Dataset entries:

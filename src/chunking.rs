//! Splits long text into overlapping fixed-size character windows.
//!
//! Windows are measured in characters, not bytes, so multi-byte text is
//! never cut inside a code point. A window starts at offset 0 and each next
//! window starts `chunk_size - chunk_overlap` characters later; splitting
//! stops once a window reaches the end of the text. Chunks carry their
//! source's metadata only; their offsets are not recorded.

use std::path::{Path, PathBuf};

use thiserror::Error;
use tracing::debug;
use walkdir::WalkDir;

use crate::collection::{DocumentRecord, Metadata};
use crate::config::ChunkingConfig;

/// File extensions picked up by [`load_text_documents`].
const TEXT_EXTENSIONS: &[&str] = &["txt", "md"];

#[derive(Error, Debug)]
pub enum ChunkingError {
    #[error(
        "Invalid chunking parameters: size {size}, overlap {overlap}\nSuggestion: Use a positive chunk_size larger than a positive chunk_overlap"
    )]
    InvalidParameters { size: usize, overlap: usize },

    #[error("Failed to read '{path}': {source}")]
    Read {
        path: PathBuf,
        source: std::io::Error,
    },

    #[error("Failed to walk '{path}': {source}")]
    Walk {
        path: PathBuf,
        source: walkdir::Error,
    },
}

/// A plain-text document as handed over by a file loader.
#[derive(Debug, Clone, PartialEq, Eq)]
pub struct SourceDocument {
    pub filename: String,
    pub path: PathBuf,
    pub content: String,
}

#[derive(Debug, Clone, Copy, PartialEq, Eq)]
pub struct TextChunker {
    chunk_size: usize,
    chunk_overlap: usize,
}

impl TextChunker {
    pub fn new(chunk_size: usize, chunk_overlap: usize) -> Result<Self, ChunkingError> {
        if chunk_size == 0 || chunk_overlap == 0 || chunk_overlap >= chunk_size {
            return Err(ChunkingError::InvalidParameters {
                size: chunk_size,
                overlap: chunk_overlap,
            });
        }
        Ok(Self {
            chunk_size,
            chunk_overlap,
        })
    }

    pub fn from_config(config: &ChunkingConfig) -> Result<Self, ChunkingError> {
        Self::new(config.chunk_size, config.chunk_overlap)
    }

    pub fn chunk_size(&self) -> usize {
        self.chunk_size
    }

    pub fn chunk_overlap(&self) -> usize {
        self.chunk_overlap
    }

    /// Lazily yields the windows of `text`. Empty text yields nothing.
    pub fn chunks<'a>(&self, text: &'a str) -> Chunks<'a> {
        Chunks {
            text,
            // Byte offset of every char boundary, plus the end of the text
            boundaries: text
                .char_indices()
                .map(|(i, _)| i)
                .chain(std::iter::once(text.len()))
                .collect(),
            start: 0,
            size: self.chunk_size,
            step: self.chunk_size - self.chunk_overlap,
            done: text.is_empty(),
        }
    }

    /// Chunks `text`, copying `metadata` onto every chunk.
    ///
    /// Whitespace-only windows are skipped.
    pub fn chunk_text(&self, text: &str, metadata: &Metadata) -> Vec<DocumentRecord> {
        self.chunks(text)
            .filter(|chunk| !chunk.trim().is_empty())
            .map(|chunk| DocumentRecord {
                text: chunk.to_string(),
                metadata: metadata.clone(),
            })
            .collect()
    }

    /// Chunks every document, tagging chunks with `filename` and `path`.
    pub fn chunk_documents(&self, documents: &[SourceDocument]) -> Vec<DocumentRecord> {
        let mut records = Vec::new();
        for document in documents {
            let mut metadata = Metadata::new();
            metadata.insert("filename".into(), document.filename.as_str().into());
            metadata.insert(
                "path".into(),
                document.path.to_string_lossy().into_owned().into(),
            );

            let chunks = self.chunk_text(&document.content, &metadata);
            debug!(
                filename = %document.filename,
                chunks = chunks.len(),
                "Chunked document"
            );
            records.extend(chunks);
        }
        records
    }
}

/// Iterator over the windows of one text; see [`TextChunker::chunks`].
#[derive(Debug, Clone)]
pub struct Chunks<'a> {
    text: &'a str,
    boundaries: Vec<usize>,
    start: usize,
    size: usize,
    step: usize,
    done: bool,
}

impl<'a> Iterator for Chunks<'a> {
    type Item = &'a str;

    fn next(&mut self) -> Option<Self::Item> {
        if self.done {
            return None;
        }

        let char_count = self.boundaries.len() - 1;
        let end = (self.start + self.size).min(char_count);
        let chunk = &self.text[self.boundaries[self.start]..self.boundaries[end]];

        if self.start + self.size >= char_count {
            self.done = true;
        } else {
            self.start += self.step;
        }
        Some(chunk)
    }
}

/// Reads every `.txt`/`.md` file under `root` (or `root` itself if a file).
///
/// Files are returned sorted by path. Unreadable or non-UTF-8 files are
/// reported as errors rather than skipped.
pub fn load_text_documents(root: &Path) -> Result<Vec<SourceDocument>, ChunkingError> {
    let mut documents = Vec::new();

    for entry in WalkDir::new(root).sort_by_file_name() {
        let entry = entry.map_err(|source| ChunkingError::Walk {
            path: root.to_path_buf(),
            source,
        })?;
        if !entry.file_type().is_file() || !is_text_file(entry.path()) {
            continue;
        }

        let path = entry.path().to_path_buf();
        let content = std::fs::read_to_string(&path).map_err(|source| ChunkingError::Read {
            path: path.clone(),
            source,
        })?;
        documents.push(SourceDocument {
            filename: entry.file_name().to_string_lossy().into_owned(),
            path,
            content,
        });
    }

    Ok(documents)
}

fn is_text_file(path: &Path) -> bool {
    path.extension()
        .and_then(|ext| ext.to_str())
        .is_some_and(|ext| {
            TEXT_EXTENSIONS
                .iter()
                .any(|known| known.eq_ignore_ascii_case(ext))
        })
}
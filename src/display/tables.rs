//! Table formatting utilities for structured output.

use comfy_table::{
    Attribute, Cell, CellAlignment, Color, Table,
    modifiers::UTF8_ROUND_CORNERS, presets::UTF8_FULL,
};

use crate::collection::SearchHit;
use crate::retrieve::RetrieverStats;

/// Characters of document text shown per hit.
const HIT_PREVIEW_CHARS: usize = 120;

/// Create a table of collection sizes for one tenant.
pub fn create_stats_table(stats: &RetrieverStats) -> String {
    let mut table = Table::new();
    table.load_preset(UTF8_FULL);
    table.apply_modifier(UTF8_ROUND_CORNERS);

    table.set_header(vec![
        Cell::new("Knowledge base").add_attribute(Attribute::Bold),
        Cell::new("Collection").add_attribute(Attribute::Bold),
        Cell::new("Documents").add_attribute(Attribute::Bold),
    ]);

    for collection in &stats.collections {
        table.add_row(vec![
            Cell::new(collection.knowledge_base.label()),
            Cell::new(&collection.collection),
            Cell::new(collection.count).set_alignment(CellAlignment::Right),
        ]);
    }

    table.add_row(vec![
        Cell::new("TOTAL").add_attribute(Attribute::Bold),
        Cell::new(format!("{} ({}d)", stats.embedding_model, stats.dimension)),
        Cell::new(stats.total())
            .add_attribute(Attribute::Bold)
            .set_alignment(CellAlignment::Right),
    ]);

    table.to_string()
}

/// Create a table of search hits, closest first.
pub fn create_hits_table(hits: &[SearchHit]) -> String {
    let mut table = Table::new();
    table.load_preset(UTF8_FULL);
    table.apply_modifier(UTF8_ROUND_CORNERS);

    table.set_header(vec![
        Cell::new("#").add_attribute(Attribute::Bold),
        Cell::new("Distance").add_attribute(Attribute::Bold),
        Cell::new("Title").add_attribute(Attribute::Bold),
        Cell::new("Text").add_attribute(Attribute::Bold),
    ]);

    for (rank, hit) in hits.iter().enumerate() {
        let distance = hit.distance.get();
        // Rough bands for unit-length embeddings
        let color = if distance < 0.5 {
            Color::Green
        } else if distance < 1.0 {
            Color::Yellow
        } else {
            Color::Red
        };
        let title = hit
            .metadata
            .get("title")
            .or_else(|| hit.metadata.get("filename"))
            .map(ToString::to_string)
            .unwrap_or_default();

        table.add_row(vec![
            Cell::new(rank + 1),
            Cell::new(format!("{distance:.3}")).fg(color),
            Cell::new(title),
            Cell::new(preview(&hit.document)),
        ]);
    }

    table.to_string()
}

fn preview(text: &str) -> String {
    let flattened = text.split_whitespace().collect::<Vec<_>>().join(" ");
    if flattened.chars().count() <= HIT_PREVIEW_CHARS {
        return flattened;
    }
    let mut cut: String = flattened.chars().take(HIT_PREVIEW_CHARS).collect();
    cut.push('…');
    cut
}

YOUR INSTRUCTIONS:
Working from the data above, extract solely the lines from the one containing "self.done = true;" through the one containing "let content = std::fs::read_to_string(&path).map_err(|source|", exactly as they appear, both included.

WRITTEN RESPONSE:
            self.done = true;
        } else {
            self.start += self.step;
        }
        Some(chunk)
    }
}

/// Reads every `.txt`/`.md` file under `root` (or `root` itself if a file).
///
/// Files are returned sorted by path. Unreadable or non-UTF-8 files are
/// reported as errors rather than skipped.
pub fn load_text_documents(root: &Path) -> Result<Vec<SourceDocument>, ChunkingError> {
    let mut documents = Vec::new();

    for entry in WalkDir::new(root).sort_by_file_name() {
        let entry = entry.map_err(|source| ChunkingError::Walk {
            path: root.to_path_buf(),
            source,
        })?;
        if !entry.file_type().is_file() || !is_text_file(entry.path()) {
            continue;
        }

        let path = entry.path().to_path_buf();
        let content = std::fs::read_to_string(&path).map_err(|source| ChunkingError::Read {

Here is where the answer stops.